Please reproduce verbatim the lines below, from the first through the one with "back to back.".

#####

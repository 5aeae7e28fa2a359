use std::mem::size_of;

use goblin::mach::constants::cputype::{CPU_SUBTYPE_ARM64_ALL, CPU_TYPE_ARM64};
use goblin::mach::header::{Header64, MH_EXECUTE, MH_MAGIC_64};
use goblin::mach::load_command::{EntryPointCommand, SegmentCommand64, LC_MAIN, LC_SEGMENT_64};
use scroll::Pwrite;
use types::address::page_align_up;
use types::{Address, Layout, Protection};

#[derive(Debug, Clone)]
struct SegmentData {
    name: String,
    vmaddr: Address,
    vmsize: u64,
    protection: Protection,
    bytes: Vec<u8>,
}

/// Writes loadable images: a Mach-O header, an optional `LC_MAIN`, one
/// `LC_SEGMENT_64` per segment, then the segment bytes back to back.
#[derive(Debug, Clone, Default)]
pub struct ImageBuilder {
    entry: Option<(Address, u64)>,
    segments: Vec<SegmentData>,
}

impl ImageBuilder {
    pub fn new() -> Self {
        Self::default()
    }

    pub fn entry(mut self, entry_point: Address, stack_size: u64) -> Self {
        self.entry = Some((entry_point, stack_size));
        self
    }

    pub fn segment(
        mut self,
        name: &str,
        vmaddr: Address,
        vmsize: u64,
        protection: Protection,
        bytes: Vec<u8>,
    ) -> Self {
        self.segments.push(SegmentData {
            name: name.to_string(),
            vmaddr,
            vmsize,
            protection,
            bytes,
        });
        self
    }

    /// `__TEXT` segment (r-x) sized to the next page boundary.
    pub fn text(self, vmaddr: Address, code: Vec<u8>) -> Self {
        let vmsize = page_align_up(code.len().max(1) as u64).unwrap_or(Layout::PAGE_SIZE as u64);
        self.segment("__TEXT", vmaddr, vmsize, Protection::rx(), code)
    }

    /// `__DATA` segment (rw-) sized to the next page boundary.
    pub fn data(self, vmaddr: Address, bytes: Vec<u8>) -> Self {
        let vmsize = page_align_up(bytes.len().max(1) as u64).unwrap_or(Layout::PAGE_SIZE as u64);
        self.segment("__DATA", vmaddr, vmsize, Protection::rw(), bytes)
    }

    pub fn build(&self) -> Result<Vec<u8>, scroll::Error> {
        let main_size = size_of::<EntryPointCommand>();
        let segment_size = size_of::<SegmentCommand64>();
        let ncmds = self.segments.len() + self.entry.is_some() as usize;
        let sizeofcmds = self.segments.len() * segment_size + if self.entry.is_some() { main_size } else { 0 };
        let data_start = size_of::<Header64>() + sizeofcmds;
        let total = data_start + self.segments.iter().map(|s| s.bytes.len()).sum::<usize>();

        let mut out = vec![0u8; total];
        let header = Header64 {
            magic: MH_MAGIC_64,
            cputype: CPU_TYPE_ARM64,
            cpusubtype: CPU_SUBTYPE_ARM64_ALL,
            filetype: MH_EXECUTE,
            ncmds: ncmds as u32,
            sizeofcmds: sizeofcmds as u32,
            flags: 0,
            reserved: 0,
        };
        let mut offset = out.pwrite_with(header, 0, scroll::LE)?;

        if let Some((entryoff, stacksize)) = self.entry {
            let main = EntryPointCommand {
                cmd: LC_MAIN,
                cmdsize: main_size as u32,
                entryoff,
                stacksize,
            };
            offset += out.pwrite_with(main, offset, scroll::LE)?;
        }

        let mut fileoff = data_start;
        for segment in &self.segments {
            let mut segname = [0u8; 16];
            let name = segment.name.as_bytes();
            let len = name.len().min(segname.len());
            segname[..len].copy_from_slice(&name[..len]);
            let command = SegmentCommand64 {
                cmd: LC_SEGMENT_64,
                cmdsize: segment_size as u32,
                segname,
                vmaddr: segment.vmaddr,
                vmsize: segment.vmsize,
                fileoff: fileoff as u64,
                filesize: segment.bytes.len() as u64,
                maxprot: segment.protection.bits() as _,
                initprot: segment.protection.bits() as _,
                nsects: 0,
                flags: 0,
            };
            offset += out.pwrite_with(command, offset, scroll::LE)?;
            out[fileoff..fileoff + segment.bytes.len()].copy_from_slice(&segment.bytes);
            fileoff += segment.bytes.len();
        }
        debug_assert_eq!(offset, data_start);
        Ok(out)
    }
}
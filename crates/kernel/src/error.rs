use dyld::DynamicLinkerError;
use thiserror::Error;
use types::Pid;
use vm::memory::VirtualMemoryError;
use vm::SystemProcessException;

/// Errors returned by supervisor calls.
#[derive(Clone, Debug, PartialEq, Eq, Error)]
pub enum KernelError {
    #[error("no such process: {0}")]
    NoSuchProcess(Pid),
    #[error(transparent)]
    Process(#[from] SystemProcessException),
    #[error(transparent)]
    Memory(#[from] VirtualMemoryError),
    #[error(transparent)]
    Loader(#[from] DynamicLinkerError),
}

pub(crate) fn poisoned(what: &str) -> SystemProcessException {
    SystemProcessException::ProcessFailure(format!("{} lock poisoned", what))
}
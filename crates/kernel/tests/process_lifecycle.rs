use std::time::Duration;

use dyld::ImageBuilder;
use kernel::{Kernel, KernelConfig, KernelError, KernelEvent, UserEntry};
use vm::instruction::{Instruction, LogicalOp, MemWidth};
use vm::{
    Arm64Codec, Codec, Halt, KernelSubroutine, ProcessState, Register, RuntimeExceptionKind, SystemInterrupt,
    SystemProcessException,
};

const TEXT: u64 = 0x1000_0000;
const DATA: u64 = 0x2000_0000;

fn movz(rd: u8, imm16: u16, shift: u8) -> Instruction {
    Instruction::Movz { rd, imm16, shift, sf: true }
}

/// rd = DATA + offset
fn data_pointer(rd: u8, offset: u16) -> [Instruction; 2] {
    [
        movz(rd, 0x2000, 16),
        Instruction::AddImm { rd, rn: rd, imm12: offset, shift12: false, sf: true, set_flags: false },
    ]
}

fn syscall(number: u16) -> [Instruction; 2] {
    [movz(16, number, 0), Instruction::Svc { imm16: 0x80 }]
}

fn image(program: &[Instruction], data: &[u8]) -> Vec<u8> {
    let codec = Arm64Codec;
    let code: Vec<u8> = program
        .iter()
        .flat_map(|instruction| codec.encode(instruction).to_le_bytes())
        .collect();
    ImageBuilder::new()
        .entry(TEXT, 0x4000)
        .text(TEXT, code)
        .data(DATA, data.to_vec())
        .build()
        .unwrap()
}

fn hello_world() -> Vec<u8> {
    let mut program = vec![movz(0, 1, 0)];
    program.extend(data_pointer(1, 0));
    program.push(movz(2, 2, 0));
    program.extend(syscall(0x2004));
    program.push(movz(0, 0, 0));
    program.extend(syscall(0x2001));
    image(&program, b"hi")
}

#[test]
fn write_then_exit_end_to_end() {
    let mut kernel = Kernel::new(KernelConfig::default());
    let events = kernel.subscribe();
    let pid = kernel.spawn_process(&hello_world(), 0).unwrap();

    assert_eq!(
        kernel.run(pid),
        Ok(Halt::Interrupted(SystemInterrupt::ProcessExit { code: 0 }))
    );
    assert_eq!(kernel.drain_stdout().unwrap(), b"hi");
    assert_eq!(kernel.drain_stdout().unwrap(), b"");
    assert_eq!(kernel.process_state(pid), Ok(ProcessState::Terminated));

    let seen: Vec<KernelEvent> = events.try_iter().collect();
    assert_eq!(
        seen,
        vec![
            KernelEvent::Subroutine {
                pid,
                request: KernelSubroutine::Write { fd: 1, buf: DATA, count: 2 },
            },
            KernelEvent::Stdout { pid, bytes: b"hi".to_vec() },
            KernelEvent::Subroutine {
                pid,
                request: KernelSubroutine::Exit { code: 0 },
            },
            KernelEvent::Exit { pid, code: 0 },
            KernelEvent::Interrupt {
                pid,
                interrupt: SystemInterrupt::ProcessExit { code: 0 },
            },
        ]
    );
}

#[test]
fn rerunning_a_terminated_process_publishes_nothing() {
    let mut kernel = Kernel::new(KernelConfig::default());
    let pid = kernel.spawn_process(&hello_world(), 0).unwrap();
    kernel.run(pid).unwrap();
    let events = kernel.subscribe();

    assert!(matches!(
        kernel.run(pid),
        Err(KernelError::Process(SystemProcessException::ProcessFailure(_)))
    ));
    assert!(matches!(
        kernel.start(pid).unwrap().join().unwrap(),
        Err(SystemProcessException::ProcessFailure(_))
    ));
    assert_eq!(events.try_iter().count(), 0);
    assert_eq!(kernel.process_state(pid), Ok(ProcessState::Terminated));
}

#[test]
fn huge_write_count_is_a_segmentation_fault() {
    // write(1, DATA, 0x0FFF_0000_0000_0000)
    let mut program = vec![movz(0, 1, 0)];
    program.extend(data_pointer(1, 0));
    program.push(movz(2, 0x0FFF, 48));
    program.extend(syscall(0x2004));
    let mut kernel = Kernel::new(KernelConfig::default());
    let pid = kernel.spawn_process(&image(&program, b"hi"), 0).unwrap();

    match kernel.run(pid) {
        Err(KernelError::Process(SystemProcessException::RuntimeException(exception))) => {
            assert_eq!(
                exception.kind,
                RuntimeExceptionKind::SegmentationFault {
                    fault_address: Some(DATA + 0x1000),
                }
            );
            assert_eq!(exception.address, TEXT + 20);
        }
        other => panic!("expected a segmentation fault, got {:?}", other),
    }
    assert_eq!(kernel.drain_stdout().unwrap(), b"");
    assert_eq!(kernel.process_state(pid), Ok(ProcessState::ExceptionHalt));
}

#[test]
fn pids_are_unique() {
    let mut kernel = Kernel::new(KernelConfig::default());
    let a = kernel.spawn_process(&hello_world(), 0).unwrap();
    let b = kernel.spawn_process(&hello_world(), 0).unwrap();
    assert_ne!(a, b);
    assert_eq!(kernel.processes(), vec![a, b]);
    kernel.remove_process(a).unwrap();
    assert_eq!(kernel.processes(), vec![b]);
    assert_eq!(kernel.run(a), Err(KernelError::NoSuchProcess(a)));
}

#[test]
fn write_to_other_descriptor_fails() {
    let mut program = vec![movz(0, 2, 0)];
    program.extend(data_pointer(1, 0));
    program.push(movz(2, 2, 0));
    program.extend(syscall(0x2004));
    let mut kernel = Kernel::new(KernelConfig::default());
    let events = kernel.subscribe();
    let pid = kernel.spawn_process(&image(&program, b"hi"), 0).unwrap();

    let expected = SystemProcessException::InvalidDescriptor(2);
    assert_eq!(kernel.run(pid), Err(KernelError::Process(expected.clone())));
    assert_eq!(kernel.process_state(pid), Ok(ProcessState::ExceptionHalt));
    assert!(events
        .try_iter()
        .any(|event| event == KernelEvent::RuntimeException { pid, error: expected.clone() }));
}

#[test]
fn read_echoes_one_chunk() {
    // n = read(0, buf, 1); write(1, buf, n)
    let mut program = vec![movz(0, 0, 0)];
    program.extend(data_pointer(1, 0));
    program.push(movz(2, 1, 0));
    program.extend(syscall(0x2002));
    program.push(Instruction::Logical {
        op: LogicalOp::Orr,
        rd: 2,
        rn: 31,
        rm: 0,
        lsl: 0,
        sf: true,
    });
    program.push(movz(0, 1, 0));
    program.extend(data_pointer(1, 0));
    program.extend(syscall(0x2004));

    let mut kernel = Kernel::new(KernelConfig::default());
    let pid = kernel.spawn_process(&image(&program, &[0xAA; 16]), 0).unwrap();
    kernel.push_stdin(b"pi").unwrap();
    kernel.push_stdin(b"ng").unwrap();

    assert_eq!(kernel.run(pid), Ok(Halt::EndOfProgram));
    // The whole chunk is delivered even though only one byte was asked for.
    assert_eq!(kernel.drain_stdout().unwrap(), b"ping");
    assert_eq!(kernel.read_registers(pid, &["x0"]).unwrap(), vec![(Register::X(0), 4)]);
    let quad = kernel.read_memory(pid, DATA, 1).unwrap()[0];
    assert_eq!(quad.to_le_bytes(), [b'p', b'i', b'n', b'g', 0, 0xAA, 0xAA, 0xAA]);
}

#[test]
fn uid_lookup_hit_and_miss() {
    let lookup = |name: &[u8]| {
        let mut program = data_pointer(0, 0).to_vec();
        program.extend(syscall(0x5001));
        let mut kernel = Kernel::new(KernelConfig::default());
        let pid = kernel.spawn_process(&image(&program, name), 0).unwrap();
        assert_eq!(kernel.run(pid), Ok(Halt::EndOfProgram));
        let x0 = kernel.read_registers(pid, &["x0"]).unwrap()[0].1;
        let carry = kernel.read_flags(pid, &["c"]).unwrap()[0].1;
        (x0, carry)
    };
    assert_eq!(lookup(b"nobody\0"), (0xFFFF_FFFF_FFFF_FFFF, true));
    assert_eq!(lookup(b"root\0"), (0, false));
}

#[test]
fn uid_belongs_to_gid() {
    let mut program = vec![movz(0, 0, 0), movz(1, 0, 0)];
    program.extend(syscall(0x5002));
    program.push(movz(3, 0, 0));
    program.push(movz(0, 501, 0));
    program.extend(syscall(0x5002));

    let mut kernel = Kernel::new(KernelConfig::default());
    let pid = kernel.spawn_process(&image(&program, &[]), 0).unwrap();
    kernel.set_breakpoint(pid, TEXT + 16).unwrap();
    assert!(matches!(
        kernel.run(pid),
        Ok(Halt::Interrupted(SystemInterrupt::BreakpointHit { .. }))
    ));
    assert_eq!(kernel.read_registers(pid, &["x0"]).unwrap()[0].1, 1);
    assert_eq!(kernel.resume(pid), Ok(Halt::EndOfProgram));
    assert_eq!(kernel.read_registers(pid, &["x0"]).unwrap()[0].1, 0);
}

fn exec_shell_program() -> Vec<u8> {
    // status = execve("/bin/sh"); exit(status)
    let mut program = data_pointer(0, 0).to_vec();
    program.extend(syscall(0x203b));
    program.extend(syscall(0x2001));
    image(&program, b"/bin/sh\0")
}

#[test]
fn execve_runs_the_shell() {
    let mut config = KernelConfig::default();
    config.users.push(UserEntry {
        name: "alice".to_string(),
        uid: 501,
    });
    let mut kernel = Kernel::new(config);
    let pid = kernel.spawn_process(&exec_shell_program(), 0).unwrap();
    kernel
        .push_stdin(b"whoami\nassign alice wheel\nid\nfrobnicate\necho a  b\nexit 7\n")
        .unwrap();

    assert_eq!(
        kernel.run(pid),
        Ok(Halt::Interrupted(SystemInterrupt::ProcessExit { code: 7 }))
    );
    assert_eq!(
        String::from_utf8(kernel.drain_stdout().unwrap()).unwrap(),
        "# root\nuid=0(root) groups=0(wheel)\nsh: frobnicate: command not found\na b\n"
    );
    assert!(kernel.users().read().unwrap().uid_belongs_to_gid(501, 0));
}

#[test]
fn shell_prompt_for_regular_user() {
    let mut config = KernelConfig::default();
    config.users.push(UserEntry {
        name: "alice".to_string(),
        uid: 501,
    });
    let mut kernel = Kernel::new(config);
    let pid = kernel.spawn_process(&exec_shell_program(), 501).unwrap();
    kernel.push_stdin(b"assign alice wheel\nexit\n").unwrap();
    assert_eq!(
        kernel.run(pid),
        Ok(Halt::Interrupted(SystemInterrupt::ProcessExit { code: 1 }))
    );
    assert_eq!(
        kernel.drain_stdout().unwrap(),
        b"$ assign: permission denied\n"
    );
}

#[test]
fn execve_of_anything_else_is_file_not_found() {
    let mut program = data_pointer(0, 0).to_vec();
    program.extend(syscall(0x203b));
    let mut kernel = Kernel::new(KernelConfig::default());
    let pid = kernel.spawn_process(&image(&program, b"/bin/ls\0"), 0).unwrap();
    assert_eq!(
        kernel.run(pid),
        Err(KernelError::Process(SystemProcessException::FileNotExists(
            "/bin/ls".to_string()
        )))
    );
}

#[test]
fn execve_by_unknown_owner_is_denied() {
    let mut kernel = Kernel::new(KernelConfig::default());
    let pid = kernel.spawn_process(&exec_shell_program(), 4242).unwrap();
    assert_eq!(
        kernel.run(pid),
        Err(KernelError::Process(SystemProcessException::PermissionDenied))
    );
}

#[test]
fn kill_wakes_a_blocked_read() {
    let mut program = vec![movz(0, 0, 0)];
    program.extend(data_pointer(1, 0));
    program.extend(syscall(0x2002));
    let mut kernel = Kernel::new(KernelConfig::default());
    let pid = kernel.spawn_process(&image(&program, &[0; 8]), 0).unwrap();

    let worker = kernel.start(pid).unwrap();
    std::thread::sleep(Duration::from_millis(50));
    kernel.kill(pid).unwrap();
    assert_eq!(
        worker.join().unwrap(),
        Ok(Halt::Interrupted(SystemInterrupt::ProcessKill))
    );
    assert_eq!(kernel.process_state(pid), Ok(ProcessState::Terminated));
}

#[test]
fn breakpoints_and_debugger_reads() {
    let program = [
        movz(0, 0x11, 0),
        movz(1, 0x22, 0),
        Instruction::Nop,
        Instruction::Nop,
    ];
    let mut kernel = Kernel::new(KernelConfig::default());
    let pid = kernel.spawn_process(&image(&program, &[]), 0).unwrap();
    kernel.set_breakpoint(pid, TEXT + 8).unwrap();
    kernel.set_breakpoint(pid, TEXT + 12).unwrap();
    assert_eq!(kernel.breakpoints(pid).unwrap(), vec![TEXT + 8, TEXT + 12]);

    assert_eq!(
        kernel.run(pid),
        Ok(Halt::Interrupted(SystemInterrupt::BreakpointHit {
            address: TEXT + 8,
            last_executed_instruction: Some(TEXT + 4),
        }))
    );
    assert_eq!(kernel.process_state(pid), Ok(ProcessState::BreakpointHalt));
    let registers = kernel.read_registers(pid, &["x0", "w1", "pc"]).unwrap();
    assert_eq!(
        registers,
        vec![(Register::X(0), 0x11), (Register::W(1), 0x22), (Register::Pc, TEXT + 8)]
    );
    assert!(kernel.last_diff(pid).unwrap().registers.contains(&Register::X(1)));
    assert!(matches!(
        kernel.read_flags(pid, &["q"]),
        Err(KernelError::Process(SystemProcessException::MissingFlag(_)))
    ));
    assert_eq!(kernel.read_flags(pid, &["n", "z", "c", "v"]).unwrap().len(), 4);
    assert!(kernel.clear_breakpoint(pid, TEXT + 12).unwrap());
    assert!(!kernel.clear_breakpoint(pid, TEXT + 12).unwrap());

    assert_eq!(kernel.resume(pid), Ok(Halt::EndOfProgram));
    assert!(kernel.dump_registers(pid).unwrap().starts_with("  x0: 0x0000000000000011"));
}

#[test]
fn stores_below_the_stack_top_show_up_in_memory_reads() {
    let program = [
        Instruction::SubImm { rd: 31, rn: 31, imm12: 16, shift12: false, sf: true, set_flags: false },
        movz(1, 0x22, 0),
        Instruction::Str { rt: 1, rn: 31, offset: 8, width: MemWidth::Double },
    ];
    let mut kernel = Kernel::new(KernelConfig::default());
    let pid = kernel.spawn_process(&image(&program, &[]), 0).unwrap();
    assert_eq!(kernel.run(pid), Ok(Halt::EndOfProgram));
    let sp = kernel.read_registers(pid, &["sp"]).unwrap()[0].1;
    assert_eq!(kernel.read_memory(pid, sp + 16, -1).unwrap(), vec![0x22]);
    assert_eq!(kernel.read_memory(pid, sp, 2).unwrap(), vec![0, 0x22]);
    assert!(kernel.dump_memory(pid, sp + 8, 8).unwrap().ends_with("2200000000000000\n"));
    assert!(kernel.last_diff(pid).unwrap().memory.contains(&(sp + 8)));
}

#####

▸ Answer section:
repository 5aeae7e28fa2a359
use std::mem::size_of;

use goblin::mach::constants::cputype::{CPU_SUBTYPE_ARM64_ALL, CPU_TYPE_ARM64};
use goblin::mach::header::{Header64, MH_EXECUTE, MH_MAGIC_64};
use goblin::mach::load_command::{EntryPointCommand, SegmentCommand64, LC_MAIN, LC_SEGMENT_64};
use scroll::Pwrite;
use types::address::page_align_up;
use types::{Address, Layout, Protection};

#[derive(Debug, Clone)]
struct SegmentData {
    name: String,
    vmaddr: Address,
    vmsize: u64,
    protection: Protection,
    bytes: Vec<u8>,
}

/// Writes loadable images: a Mach-O header, an optional `LC_MAIN`, one
/// `LC_SEGMENT_64` per segment, then the segment bytes back to back.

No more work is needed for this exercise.